I am wondering if anyone had this problem as im a bit worried. I applied 6 days ago and sent everything into MI state. I do smoke to ease the pain and now Im not legal and the GOV has my name and address. Has anyone ever heard of someone getting in trouble just after they sent in there apps but before they accepted.? Thanks!!!


----------



## kindfarms420 (Dec 21, 2011)

socalledchad said:


> I am wondering if anyone had this problem as im a bit worried. I applied 6 days ago and sent everything into MI state. I do smoke to ease the pain and now Im not legal and the GOV has my name and address. Has anyone ever heard of someone getting in trouble just after they sent in there apps but before they accepted.? Thanks!!!

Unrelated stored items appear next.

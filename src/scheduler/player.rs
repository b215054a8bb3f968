//! Clock-driven playback of an [`Orchestrator`].
//!
//! The orchestrator only knows virtual time. A [`Player`] ties it to a
//! [`Clock`]: [`SystemClock`] sleeps for real, [`ManualClock`] jumps straight
//! to the next deadline, which makes runs instantaneous and reproducible.

use std::sync::atomic::{AtomicBool, AtomicU64, Ordering};
use std::sync::Arc;
use std::time::{Duration, Instant};

use super::{Orchestrator, RunState, SchedulerError};
use crate::label::CpuCore;
use crate::types::Millis;

/// Longest single sleep, so a stop request is noticed promptly.
const POLL_SLICE_MS: Millis = 50;

/// Source of the current time in milliseconds.
pub trait Clock {
    fn now(&self) -> Millis;

    /// Blocks (or pretends to) until `deadline`.
    fn sleep_until(&self, deadline: Millis);
}

/// Real time, measured from construction.
#[derive(Clone, Debug)]
pub struct SystemClock {
    origin: Instant,
}

impl SystemClock {
    pub fn new() -> Self {
        Self {
            origin: Instant::now(),
        }
    }
}

impl Default for SystemClock {
    fn default() -> Self {
        Self::new()
    }
}

impl Clock for SystemClock {
    fn now(&self) -> Millis {
        self.origin.elapsed().as_millis() as Millis
    }

    fn sleep_until(&self, deadline: Millis) {
        let now = self.now();
        if deadline > now {
            std::thread::sleep(Duration::from_millis(deadline - now));
        }
    }
}

/// Virtual clock that only moves when told to.
#[derive(Debug, Default)]
pub struct ManualClock {
    now: AtomicU64,
}

impl ManualClock {
    pub fn new(start: Millis) -> Self {
        Self {
            now: AtomicU64::new(start),
        }
    }

    pub fn advance(&self, ms: Millis) {
        self.now.fetch_add(ms, Ordering::SeqCst);
    }

    /// Moves the clock to `at`; never backwards.
    pub fn set(&self, at: Millis) {
        self.now.fetch_max(at, Ordering::SeqCst);
    }
}

impl Clock for ManualClock {
    fn now(&self) -> Millis {
        self.now.load(Ordering::SeqCst)
    }

    fn sleep_until(&self, deadline: Millis) {
        self.set(deadline);
    }
}

/// Requests a stop of a [`Player`] from another thread.
#[derive(Clone, Debug, Default)]
pub struct StopHandle {
    flag: Arc<AtomicBool>,
}

impl StopHandle {
    pub fn stop(&self) {
        self.flag.store(true, Ordering::SeqCst);
    }

    fn take(&self) -> bool {
        self.flag.swap(false, Ordering::SeqCst)
    }
}

/// Runs an orchestrator against a clock.
pub struct Player<C: CpuCore, K: Clock> {
    orchestrator: Orchestrator<C>,
    clock: K,
    stop: StopHandle,
}

impl<C: CpuCore, K: Clock> Player<C, K> {
    pub fn new(orchestrator: Orchestrator<C>, clock: K) -> Self {
        Self {
            orchestrator,
            clock,
            stop: StopHandle::default(),
        }
    }

    /// Starts the current instruction's flow and plays it to the end.
    pub fn play(&mut self) -> Result<RunState, SchedulerError> {
        self.stop.take();
        let now = self.clock.now();
        self.orchestrator.start(now)?;
        Ok(self.run_to_end())
    }

    /// Plays the flow registered for `mnemonic`.
    pub fn play_mnemonic(&mut self, mnemonic: &str) -> RunState {
        self.stop.take();
        let now = self.clock.now();
        self.orchestrator.start_mnemonic(mnemonic, now);
        self.run_to_end()
    }

    /// Sleeps from deadline to deadline until nothing is pending or a stop
    /// is requested.
    pub fn run_to_end(&mut self) -> RunState {
        while let Some(deadline) = self.orchestrator.next_deadline() {
            if self.stop.take() {
                self.orchestrator.stop();
                break;
            }
            let target = deadline.min(self.clock.now().saturating_add(POLL_SLICE_MS));
            self.clock.sleep_until(target);
            self.orchestrator.advance_to(self.clock.now());
        }
        self.orchestrator.state()
    }

    /// Fires whatever is due right now without sleeping.
    pub fn tick(&mut self) -> usize {
        let now = self.clock.now();
        self.orchestrator.advance_to(now)
    }

    pub fn stop_handle(&self) -> StopHandle {
        self.stop.clone()
    }

    pub fn orchestrator(&self) -> &Orchestrator<C> {
        &self.orchestrator
    }

    pub fn orchestrator_mut(&mut self) -> &mut Orchestrator<C> {
        &mut self.orchestrator
    }

    pub fn clock(&self) -> &K {
        &self.clock
    }

    pub fn into_inner(self) -> Orchestrator<C> {
        self.orchestrator
    }
}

just dont be a dumbass about it and you wont have anything to worry about ive had my card for over a year and havent had any problems..the police don't have your info the state does.. people that have problems usually bring it upon themselves.. just chill you'll be fine


----------



## Tuxedotokerrr (Jan 4, 2012)

The OP isnt talking about when he has it, but in the mean time. Someone reads his paperwork and thinks "he smokes mjane" and comes in and does the nasty. "Dont be a dumbass" is shitty advice.


----------



## brimck325 (Jan 4, 2012)

i think theres way to many people in your shoes at any givin time to worry about it....peace


----------



## IcantGrow (Feb 19, 2012)

you will be good , only thing to keep a eye on is power and smell ... do u have carbon filters ? wats your power bill ?


----------



## chongsbuddy (Feb 19, 2012)

id back off till i was legal,no sense screwing your legal chances and on top of that possibly seeing jail time!you can wait a couple months....i am!sent my paperwork in on december 23rd and im still waiting and NOT GROWING,im not wrecking my chances cause i have no discipline!


----------



## rocknratm (Mar 30, 2012)

relax. Long as no smell leaks out they still need warrant to search


----------